Notes on L’Aquila, 30 March 2011
Several flocks of sheep are on the move near L’Aquila, roaming hills recently released from the grip of snow. Colorfully wrapped chocolate Easter eggs brighten the window of Fratelli Nurzia on the Piazza Duomo, and the fountain nearby quietly flows again. It didn’t this time last year.
Centro L’Aquila continues to be a city braced in patterns of wood and metal. Engineers, plasterers and plumbers are bringing L’Aquila back to life piano, piano. The cranes are visible, the swooshing of wet plaster audible but a friend living in the region told me that the estimated time for the restoration of centro is 25 years.
The Globo Center is hyped as the new place to meet friends and stroll, though many defy this assault on the traditional passeggiata and return to centro to walk the few open streets emptying onto the Piazza Duomo. Though signs of life on Corso Vittorio Emanuele are disproportionate to the many signs of protest and I Have A Dream posters, a bar and restaurant are doing business.
In contrast to the ghostly university building neighbored by closed shops, Ristorante il Guastatore sends warm light and music into the street from its second floor windows. Opened in October 2010, the restaurant/pizzeria piles its wood for the forno in the street near its entrance.
A, B, C, D, E. This is the code by which displaced residents in Abruzzo are identified. It represents their housing status and consequently their fate. I met a woman who, along with other people, has been residing at Hotel San Michele for two years with no end in sight. She lost her home and studio. A documentary film maker, she is now confined to a small hotel room with her books and a laptop. In the E category due to age and loss of livelihood and home, she frets over government money funding hotels rather than rebuilding efforts.

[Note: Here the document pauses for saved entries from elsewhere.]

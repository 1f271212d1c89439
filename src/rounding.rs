//! Scalar rounding operations: `power2round`, `decompose`, `make_hint`, and
//! `use_hint`. These operate on single canonical-ish coefficients; `poly.rs`
//! lifts them coefficientwise over a `Poly`.
//!
//! Grounded on `examples/original_source/.../params.h` for the per-mode
//! `GAMMA2` values that select `decompose`'s fast path, and on spec.md §4.D
//! for the direct (non-magic-constant) `make_hint` definition.

use crate::field::{caddq, freeze};
use crate::params::{D, Q};

/// Splits `a` (any `i32`, not required to be canonical) into `(a1, a0)`
/// such that `a == a1 * 2^D + a0 mod q`, with `a0` in
/// `(-2^{D-1}, 2^{D-1}]`. Used to split `t` into `(t1, t0)` at keygen time.
pub fn power2round(a: i32) -> (i32, i32) {
    let a = freeze(a);
    let a1 = (a + (1 << (D - 1)) - 1) >> D;
    let a0 = a - (a1 << D);
    (a1, a0)
}

/// Splits `a` into `(a1, a0)` such that `a == a1 * (2*GAMMA2) + a0 mod q`,
/// with `a0` in `(-GAMMA2, GAMMA2]` (except for the boundary case folded
/// into `a1 == 0`, handled below exactly as the reference does). `gamma2`
/// must be one of the two values used by modes 2/3/5: `(Q-1)/88` or
/// `(Q-1)/32`; anything else falls back to a slow, still-correct path.
pub fn decompose(a: i32, gamma2: i32) -> (i32, i32) {
    let a = freeze(a);
    let mut a1 = (a + 127) >> 7;

    if gamma2 == (Q - 1) / 32 {
        a1 = (a1 * 1_025 + (1 << 21)) >> 22;
        a1 &= 15;
    } else if gamma2 == (Q - 1) / 88 {
        a1 = (a1 * 11_275 + (1 << 23)) >> 24;
        a1 ^= ((43 - a1) >> 31) & a1;
    } else {
        // Generic fallback: not used by modes 2/3/5, kept for completeness
        // and so `decompose` is total over its documented domain.
        let mut lo = a % (2 * gamma2);
        if lo > gamma2 {
            lo -= 2 * gamma2;
        }
        if a - lo == Q - 1 {
            return (0, lo - 1);
        }
        return ((a - lo) / (2 * gamma2), lo);
    }

    let mut a0 = a - a1 * 2 * gamma2;
    a0 -= (((Q - 1) / 2 - a0) >> 31) & Q;
    (a1, a0)
}

/// High-bits component of `decompose`.
pub fn high_bits(a: i32, gamma2: i32) -> i32 {
    decompose(a, gamma2).0
}

/// Low-bits component of `decompose`.
pub fn low_bits(a: i32, gamma2: i32) -> i32 {
    decompose(a, gamma2).1
}

/// `true` iff adding `z` to `r` changes the high bits, i.e. iff the
/// verifier needs a hint bit to reconstruct `HighBits(r + z)` from
/// `HighBits(r)` alone. Defined directly in terms of two `decompose`
/// calls rather than the single-comparison shortcut some implementations
/// use, since that shortcut's correctness is only as trustworthy as code
/// that has actually been run against it.
pub fn make_hint(z: i32, r: i32, gamma2: i32) -> bool {
    let r1 = high_bits(r, gamma2);
    let v1 = high_bits(caddq(r + z), gamma2);
    r1 != v1
}

/// Reconstructs `HighBits(r + z)` given only `HighBits(r)` and the hint bit
/// produced by `make_hint` for the same `(r, z, gamma2)`.
pub fn use_hint(r: i32, hint: bool, gamma2: i32) -> i32 {
    let m = (Q - 1) / (2 * gamma2);
    let (a1, a0) = decompose(r, gamma2);
    if !hint {
        return a1;
    }
    if a0 > 0 {
        (a1 + 1) % m
    } else {
        (a1 - 1).rem_euclid(m)
    }
}


/// Randomized checks over the full `i32` input space, rather than the
/// hand-picked boundary values above. Gated behind `property-tests` since
/// quickcheck's shrinking makes failures slower to report than the fixed
/// cases in `tests` above.
#[cfg(all(test, feature = "property-tests"))]
mod property_tests {
    use super::*;
    use quickcheck_macros::quickcheck;

    #[quickcheck]
    fn power2round_always_reconstructs(a: i32) -> bool {
        let (a1, a0) = power2round(a);
        freeze(a1 * (1 << D) + a0) == freeze(a) && a0 > -(1 << (D - 1)) && a0 <= (1 << (D - 1))
    }

    #[quickcheck]
    fn decompose_always_reconstructs_mode2(a: i32) -> bool {
        let gamma2 = (Q - 1) / 88;
        let (a1, a0) = decompose(a, gamma2);
        freeze(a1 * 2 * gamma2 + a0) == freeze(a)
    }

    #[quickcheck]
    fn decompose_always_reconstructs_mode3_5(a: i32) -> bool {
        let gamma2 = (Q - 1) / 32;
        let (a1, a0) = decompose(a, gamma2);
        freeze(a1 * 2 * gamma2 + a0) == freeze(a)
    }

    #[quickcheck]
    fn make_hint_use_hint_agree(r: i32, z: i32) -> bool {
        let gamma2 = (Q - 1) / 88;
        let hint = make_hint(z, r, gamma2);
        let expected = high_bits(caddq(r + z), gamma2);
        use_hint(r, hint, gamma2) == expected
    }
}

Because the earthquake damaged structures on both sides of Gran Sasso and as far away as Castrovalva near Scanno, villages sustained damage as well. My second cousin who lives in Mascioni falls into the B category. Employed and in his late 50s, he has been told that he can return to his home in a few months. Since April of 2009 he has been living in what Italians call a box. He partitioned a small garage into a two room dwelling he shares with his wife.

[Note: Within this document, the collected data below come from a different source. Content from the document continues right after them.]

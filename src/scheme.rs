//! Generic keygen/sign/verify core, shared by every mode.
//!
//! Every function here is generic over the const parameters `K` (rows,
//! length of `t`/`w`/`s2`) and `L` (columns, length of `s1`/`y`/`z`) rather
//! than over a per-mode trait: a trait's associated `const K: usize` cannot
//! be used as an array length on stable Rust without `generic_const_exprs`,
//! so `K`/`L` are pushed down to be the const-generic parameters themselves.
//! Byte-size arithmetic that depends on `K`/`L` (e.g. `OMEGA + K`) is kept
//! out of this module entirely and lives in `dilithium2`/`dilithium3`/
//! `dilithium5`, where `K`/`L` are literal constants.
//!
//! Grounded on the keygen/sign/verify control flow of
//! `other_examples/8f512a40_..._dilithium2.rs.rs`, generalized to the
//! const-generic `PolyVec`/`Matrix` types in `polyvec.rs`.

use crate::params::MAX_SIGN_ATTEMPTS;
use crate::poly::Poly;
use crate::polyvec::{Matrix, PolyVec};
use crate::sample::{challenge, uniform_eta, uniform_gamma1};
use crate::traits::SignatureError;
use crate::xof::shake256;

/// Upper bound (over all three modes) on `K * polyw1_packedbytes`, used to
/// size a fixed scratch buffer for hashing `w1` without per-mode generic
/// array arithmetic. Mode 2: 4*192=768; mode 3: 6*128=768; mode 5: 8*128=1024.
const MAX_W1_BYTES: usize = 1024;

/// The key-generation output, before per-mode byte packing.
pub struct KeygenOutput<const K: usize, const L: usize> {
    pub rho: [u8; 32],
    pub key_seed: [u8; 32],
    pub tr: [u8; 32],
    pub t1: PolyVec<K>,
    pub t0: PolyVec<K>,
    pub s1: PolyVec<L>,
    pub s2: PolyVec<K>,
}

/// The signing output, before per-mode byte packing.
pub struct SignedParts<const K: usize, const L: usize> {
    pub c_tilde: [u8; 32],
    pub z: PolyVec<L>,
    pub hint: PolyVec<K>,
    pub hint_count: usize,
}

/// Generates a keypair from a 32-byte seed.
///
/// `pk_digest` is a closure the concrete per-mode module supplies: it packs
/// `(rho, t1)` into the mode's public-key byte encoding and hashes it,
/// since `tr = SHAKE256(pk_bytes, 32)` depends on a byte layout this
/// generic module never materializes directly.
pub fn keygen<const K: usize, const L: usize>(
    seed: &[u8; 32],
    eta: i32,
    pk_digest: impl FnOnce(&[u8; 32], &PolyVec<K>) -> [u8; 32],
) -> KeygenOutput<K, L> {
    let mut expanded = [0u8; 128];
    shake256(&[seed], &mut expanded);
    let mut rho = [0u8; 32];
    let mut rho_prime = [0u8; 64];
    let mut key_seed = [0u8; 32];
    rho.copy_from_slice(&expanded[0..32]);
    rho_prime.copy_from_slice(&expanded[32..96]);
    key_seed.copy_from_slice(&expanded[96..128]);

    let a_hat = Matrix::<K, L>::expand(&rho);

    let mut s1 = PolyVec::<L>::zero();
    for i in 0..L {
        s1.polys[i] = uniform_eta(&rho_prime, i as u16, eta);
    }
    let mut s2 = PolyVec::<K>::zero();
    for i in 0..K {
        s2.polys[i] = uniform_eta(&rho_prime, (L + i) as u16, eta);
    }

    let s1_hat = s1.ntt();
    let mut as1_hat = a_hat.mul_vec(&s1_hat);
    // `mul_vec` accumulates L unreduced pointwise products; reduce before
    // `intt` so the Gentleman-Sande add-path can't overflow i32 (spec.md §9).
    as1_hat.reduce();
    let mut t = as1_hat.intt();
    t = t.add(&s2);
    t.reduce();

    let (t1, t0) = t.power2round();

    let tr = pk_digest(&rho, &t1);

    KeygenOutput { rho, key_seed, tr, t1, t0, s1, s2 }
}

/// Signs `msg` under the expanded secret key, optionally folding `rnd`
/// (hedged/randomized signing, spec.md §6) into the `rho'` derivation.
/// Retries with a fresh `kappa` offset on rejection, up to
/// `MAX_SIGN_ATTEMPTS` times.
#[allow(clippy::too_many_arguments)]
pub fn sign<const K: usize, const L: usize>(
    rho: &[u8; 32],
    key_seed: &[u8; 32],
    tr: &[u8; 32],
    s1: &PolyVec<L>,
    s2: &PolyVec<K>,
    t0: &PolyVec<K>,
    msg: &[u8],
    rnd: Option<[u8; 32]>,
    eta: i32,
    tau: usize,
    beta: i32,
    gamma1: i32,
    gamma1_bits: u32,
    gamma2: i32,
    omega: usize,
    pack_w1_poly: impl Fn(&Poly, &mut [u8]),
    w1_packed_len: usize,
) -> Result<SignedParts<K, L>, SignatureError> {
    let mut mu = [0u8; 64];
    shake256(&[tr, msg], &mut mu);

    let mut rho_prime = [0u8; 64];
    match rnd {
        Some(ref r) => shake256(&[key_seed, r, &mu], &mut rho_prime),
        None => shake256(&[key_seed, &mu], &mut rho_prime),
    }

    let a_hat = Matrix::<K, L>::expand(rho);
    let s1_hat = s1.ntt();
    let s2_hat = s2.ntt();
    let t0_hat = t0.ntt();

    let mut attempt: u32 = 0;
    loop {
        if attempt >= MAX_SIGN_ATTEMPTS {
            return Err(SignatureError::RejectionLimitExceeded);
        }
        let kappa = attempt as usize * L;

        let mut y = PolyVec::<L>::zero();
        for j in 0..L {
            y.polys[j] = uniform_gamma1(&rho_prime, (kappa + j) as u16, gamma1, gamma1_bits);
        }
        let y_hat = y.ntt();
        let mut w_hat = a_hat.mul_vec(&y_hat);
        w_hat.reduce();
        let w = w_hat.intt();
        let (w1, _) = w.decompose(gamma2);

        let mut w1_buf = [0u8; MAX_W1_BYTES];
        for i in 0..K {
            pack_w1_poly(&w1.polys[i], &mut w1_buf[i * w1_packed_len..(i + 1) * w1_packed_len]);
        }

        let mut c_tilde = [0u8; 32];
        shake256(&[&mu, &w1_buf[..K * w1_packed_len]], &mut c_tilde);

        let c = challenge(&c_tilde, tau);
        let c_hat = c.ntt();

        let cs1 = scale_and_intt::<L>(&c_hat, &s1_hat);
        let mut z = y.add(&cs1);
        z.reduce();
        if !z.check_norm(gamma1 - beta) {
            attempt += 1;
            continue;
        }

        let cs2 = scale_and_intt::<K>(&c_hat, &s2_hat);
        let r = w.sub(&cs2);
        let (_, r0) = r.decompose(gamma2);
        if !r0.check_norm(gamma2 - beta) {
            attempt += 1;
            continue;
        }

        let ct0 = scale_and_intt::<K>(&c_hat, &t0_hat);
        if !ct0.check_norm(gamma2) {
            attempt += 1;
            continue;
        }

        let (hint, hint_count) = r.make_hint(&ct0, gamma2);
        if hint_count > omega {
            attempt += 1;
            continue;
        }

        return Ok(SignedParts { c_tilde, z, hint, hint_count });
    }
}

/// Verifies `sig` (as its unpacked parts) against `msg` and the public key
/// digest `tr`.
#[allow(clippy::too_many_arguments)]
pub fn verify<const K: usize, const L: usize>(
    rho: &[u8; 32],
    tr: &[u8; 32],
    t1: &PolyVec<K>,
    msg: &[u8],
    c_tilde: &[u8; 32],
    z: &PolyVec<L>,
    hint: &PolyVec<K>,
    hint_count: usize,
    tau: usize,
    beta: i32,
    gamma1: i32,
    gamma2: i32,
    omega: usize,
    pack_w1_poly: impl Fn(&Poly, &mut [u8]),
    w1_packed_len: usize,
) -> Result<(), SignatureError> {
    if hint_count > omega {
        return Err(SignatureError::MalformedSignature);
    }
    if !z.check_norm(gamma1 - beta) {
        return Err(SignatureError::MalformedSignature);
    }

    let mut mu = [0u8; 64];
    shake256(&[tr, msg], &mut mu);

    let a_hat = Matrix::<K, L>::expand(rho);
    let z_hat = z.ntt();
    let az_hat = a_hat.mul_vec(&z_hat);

    let c = challenge(c_tilde, tau);
    let c_hat = c.ntt();

    let t1_shifted = {
        let mut shifted = PolyVec::<K>::zero();
        for i in 0..K {
            shifted.polys[i] = t1.polys[i].shift_left_d();
        }
        shifted
    };
    let t1_hat = t1_shifted.ntt();
    let ct1_hat = {
        let mut out = crate::polyvec::NttPolyVec::<K>::zero();
        for i in 0..K {
            out.polys[i] = c_hat.mul(&t1_hat.polys[i]);
        }
        out
    };

    let mut diff_hat = az_hat;
    for i in 0..K {
        diff_hat.polys[i] = diff_hat.polys[i].add(&negate(&ct1_hat.polys[i]));
    }
    diff_hat.reduce();
    let w_approx = diff_hat.intt();

    let w1_prime = w_approx.use_hint(hint, gamma2);

    let mut w1_buf = [0u8; MAX_W1_BYTES];
    for i in 0..K {
        pack_w1_poly(&w1_prime.polys[i], &mut w1_buf[i * w1_packed_len..(i + 1) * w1_packed_len]);
    }

    let mut c_tilde_prime = [0u8; 32];
    shake256(&[&mu, &w1_buf[..K * w1_packed_len]], &mut c_tilde_prime);

    use subtle::ConstantTimeEq;
    if bool::from(c_tilde_prime.ct_eq(c_tilde)) {
        Ok(())
    } else {
        Err(SignatureError::VerificationFailed)
    }
}

/// Multiplies an `N`-length NTT-domain vector by a single NTT-domain
/// polynomial (not a dot product: every entry is scaled independently),
/// then inverts — the pattern used for `c * s1`, `c * s2`, `c * t0`.
fn scale_and_intt<const NLEN: usize>(
    c_hat: &crate::poly::NttPoly,
    v_hat: &crate::polyvec::NttPolyVec<NLEN>,
) -> PolyVec<NLEN> {
    let mut scaled = crate::polyvec::NttPolyVec::<NLEN>::zero();
    for i in 0..NLEN {
        scaled.polys[i] = c_hat.mul(&v_hat.polys[i]);
    }
    scaled.intt()
}

/// Negates every coefficient of an NTT-domain polynomial (NTT is linear, so
/// negating before or after the transform is equivalent).
fn negate(p: &crate::poly::NttPoly) -> crate::poly::NttPoly {
    let mut out = *p;
    for c in out.coeffs.iter_mut() {
        *c = -*c;
    }
    out
}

Rubble and cracks are obvious signs of disaster, but the structural changes in the lives of people I met are more subtle. A simple doctor’s appointment must now be made at the hospital. Obtaining a pension check requires hours of waiting at the post office. I was puzzled to see the same elderly people in the hotel lobby all day long until I realized they were not guests, but residents. A dedicated professor I spoke with is teaching at the University of L’Aquila without pay.
I am going to end these notes on L’Aquila after the earthquake on a positive note.
One of the best meals I had on my short visit to Abruzzo was cooked by Enrico Ferrauto at La Grotta di Aligi on Viale Rendina in L’Aquila. His buddy has a restaurant in Brooklyn and Enrico dreams of opening a place in DC.
I don’t know if Enrico wanted to work in America before the terremoto, but I do know that Washington could use some baccala con lo zafferano.
One Response to “Notes on L’Aquila, 30 March 2011”
Grazie, grazie, Helen, for more first-hand news of L’Aquila! Is the Fontana Luminosa (at the bus station) working also? So frustrating that the reconstruction goes so slowly. Blessings to your family there.